| Exercise details |
Beginning with the first line, please return the entries exactly through the line that contains "pub struct LocalizationManager", and leave out all later lines.

^^^^

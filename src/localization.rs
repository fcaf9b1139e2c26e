//! # Localization Module
//!
//! Chat texts are Fluent messages compiled into the binary from
//! `locales/<lang>/main.ftl`. Unknown languages fall back to English.

use std::collections::HashMap;
use std::sync::OnceLock;

use anyhow::{anyhow, Result};
use fluent_bundle::concurrent::FluentBundle;
use fluent_bundle::{FluentArgs, FluentResource, FluentValue};
use unic_langid::LanguageIdentifier;

const DEFAULT_LANGUAGE: &str = "en";

const RESOURCES: &[(&str, &str)] = &[("en", include_str!("../locales/en/main.ftl"))];

/// Localization manager for the recommendation bot
pub struct LocalizationManager {
    bundles: HashMap<String, FluentBundle<FluentResource>>,
}

impl LocalizationManager {
    /// Create a new localization manager with every embedded language
    pub fn new() -> Result<Self> {
        let mut bundles = HashMap::new();

        for (lang, source) in RESOURCES {
            let locale: LanguageIdentifier = lang.parse()?;
            bundles.insert(lang.to_string(), Self::create_bundle(locale, source)?);
        }

        Ok(Self { bundles })
    }

    fn create_bundle(locale: LanguageIdentifier, source: &str) -> Result<FluentBundle<FluentResource>> {
        let mut bundle = FluentBundle::new_concurrent(vec![locale]);
        // Telegram renders the bidi isolation marks as visible garbage
        bundle.set_use_isolating(false);

        let resource = FluentResource::try_new(source.to_string())
            .map_err(|(_, errors)| anyhow!("invalid Fluent resource: {errors:?}"))?;
        bundle
            .add_resource(resource)
            .map_err(|errors| anyhow!("duplicate Fluent messages: {errors:?}"))?;

        Ok(bundle)
    }

    /// Get a localized message in the requested language
    pub fn get_message_in_language(
        &self,
        key: &str,
        language: &str,
        args: Option<&FluentArgs>,
    ) -> String {
        let bundle = match self
            .bundles
            .get(language)
            .or_else(|| self.bundles.get(DEFAULT_LANGUAGE))
        {
            Some(bundle) => bundle,
            None => return format!("Missing translation: {key}"),
        };

        let pattern = match bundle.get_message(key).and_then(|msg| msg.value()) {
            Some(pattern) => pattern,
            None => return format!("Missing translation: {key}"),
        };

        let mut errors = vec![];
        let value = bundle.format_pattern(pattern, args, &mut errors);
        if !errors.is_empty() {
            log::warn!("Formatting errors for {key}: {errors:?}");
        }
        value.into_owned()
    }

    /// Get an English message
    pub fn get_message(&self, key: &str, args: Option<&FluentArgs>) -> String {
        self.get_message_in_language(key, DEFAULT_LANGUAGE, args)
    }
}

static LOCALIZATION_MANAGER: OnceLock<LocalizationManager> = OnceLock::new();

/// Initialize the global localization manager
pub fn init_localization() -> Result<()> {
    if LOCALIZATION_MANAGER.get().is_none() {
        let manager = LocalizationManager::new()?;
        // Lost races leave an equivalent manager in place
        let _ = LOCALIZATION_MANAGER.set(manager);
    }
    Ok(())
}

fn manager() -> Option<&'static LocalizationManager> {
    if LOCALIZATION_MANAGER.get().is_none() {
        if let Err(e) = init_localization() {
            log::error!("Localization unavailable: {e}");
        }
    }
    LOCALIZATION_MANAGER.get()
}

/// Convenience function to get a localized message
pub fn t(key: &str) -> String {
    match manager() {
        Some(manager) => manager.get_message(key, None),
        None => key.to_string(),
    }
}

/// Convenience function to get a localized message with arguments
pub fn t_args(key: &str, args: &[(&str, FluentValue<'_>)]) -> String {
    let mut fluent_args = FluentArgs::new();
    for (name, value) in args {
        fluent_args.set(*name, value.clone());
    }

    match manager() {
        Some(manager) => manager.get_message(key, Some(&fluent_args)),
        None => key.to_string(),
    }
}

^^^^

| Written response |
filename src/localization.rs
repository fcaf9b1139e2c26e
//! # Localization Module
//!
//! Chat texts are Fluent messages compiled into the binary from
//! `locales/<lang>/main.ftl`. Unknown languages fall back to English.

use std::collections::HashMap;
use std::sync::OnceLock;

use anyhow::{anyhow, Result};
use fluent_bundle::concurrent::FluentBundle;
use fluent_bundle::{FluentArgs, FluentResource, FluentValue};
use unic_langid::LanguageIdentifier;

const DEFAULT_LANGUAGE: &str = "en";

const RESOURCES: &[(&str, &str)] = &[("en", include_str!("../locales/en/main.ftl"))];

/// Localization manager for the recommendation bot
pub struct LocalizationManager {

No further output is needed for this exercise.